At 4:00, while running through schedules between today and Christmas I realized with a sense of dread that Christmas is in one short week. Then I realized that this Wednesday, also known as tomorrow, is the last day that everyone will be in the office until after Christmas. And I was hit with suddenly wanting to dive in and make some holiday sweets like I have done every other year.
Normally, the holiday baking process spans a couple weeks with recipe review and selection, ingredient procurement, and then several nights of loading things into the oven, pulling them out a few minutes later, rotating cookie sheets, and dipping other things in melted chocolate. Not this year. The timeline had contracted dramatically, and as a result, there would be no time for multiple oven bake cycles and cooling things on racks on the limited counter space.
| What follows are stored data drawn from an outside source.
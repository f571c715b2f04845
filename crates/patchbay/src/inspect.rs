// SPDX-FileCopyrightText: 2026 Patchbay Contributors
// SPDX-License-Identifier: MIT OR Apache-2.0

//! Read-only views of what enabled plugins contribute.

use patchbay_config::Config;
use patchbay_core::{ConfigValue, PatchbayError};

use crate::app::App;

/// Run `patchbay patches NAME`.
pub fn run_patches(
    app: &App,
    config: &Config,
    name: &str,
    separator: &str,
) -> Result<(), PatchbayError> {
    let registry = app.cache.instance(config)?;
    let rendered = registry.render_patch(name, separator);
    if !rendered.is_empty() {
        println!("{rendered}");
    }
    Ok(())
}

/// Run `patchbay hooks NAME`: one `plugin: service service..` line per plugin.
pub fn run_hooks(app: &App, config: &Config, name: &str) -> Result<(), PatchbayError> {
    let registry = app.cache.instance(config)?;
    for (plugin, services) in registry.iter_hooks(name) {
        println!("{plugin}: {}", services.join(" "));
    }
    Ok(())
}

/// Run `patchbay config printvalue KEY`.
///
/// Looks the key up in the configuration with plugin overlays applied, then
/// in plugin defaults.
pub fn run_printvalue(app: &App, config: Config, key: &str) -> Result<(), PatchbayError> {
    let (config, defaults) = app.resolve_config(config)?;
    let value = config
        .get(key)
        .or_else(|| defaults.get(key))
        .ok_or_else(|| PatchbayError::MissingKey {
            key: key.to_string(),
        })?;
    println!("{}", format_value(value));
    Ok(())
}

/// Strings print bare; everything else prints as JSON.
fn format_value(value: &ConfigValue) -> String {
    match value {
        ConfigValue::String(s) => s.clone(),
        other => other.to_string(),
    }
}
Haystacks chilling on a bed of ice packs. |
Thanks to a gift that arrived earlier in the day, there
was an accidental discovery of a good idea. A box from Omaha Steaks required
the total reorganization of the freezer and eviction of four ice packs which
sat on the counter for lack of a better pace. They became an excellent cooling device for the trays of sweets
that needed to chill and set.
Caramel and crackers in the oven. |
The genius feeling faded quickly. While cleaning the pans, I noticed my favorite cookie sheet bore the imprint of the cut lines from the pizza cutter. Then, I found the dried apricots I had just bought with the intention of dipping them
in chocolate. Everything was already put away, but it wouldn’t take long to re-engage and crank them out. The kicker was that all the stuff
for the office was already packaged in containers and locked in the car to
solve the joint problems of it not fitting in the refrigerator and fear of
forgetting them at home in the morning.
The whole time I was busting butt in the kitchen, Kiki was meowing at me from the dining room. Approximately every 20 minutes, she would make a cameo appearance in the kitchen to meow at me face to face and louder. Perhaps she was troubled I was not in my usual spot in the living room and felt the need to point it out. Once I was seated on the couch, she was signaling she wanted head pats. She's adorable.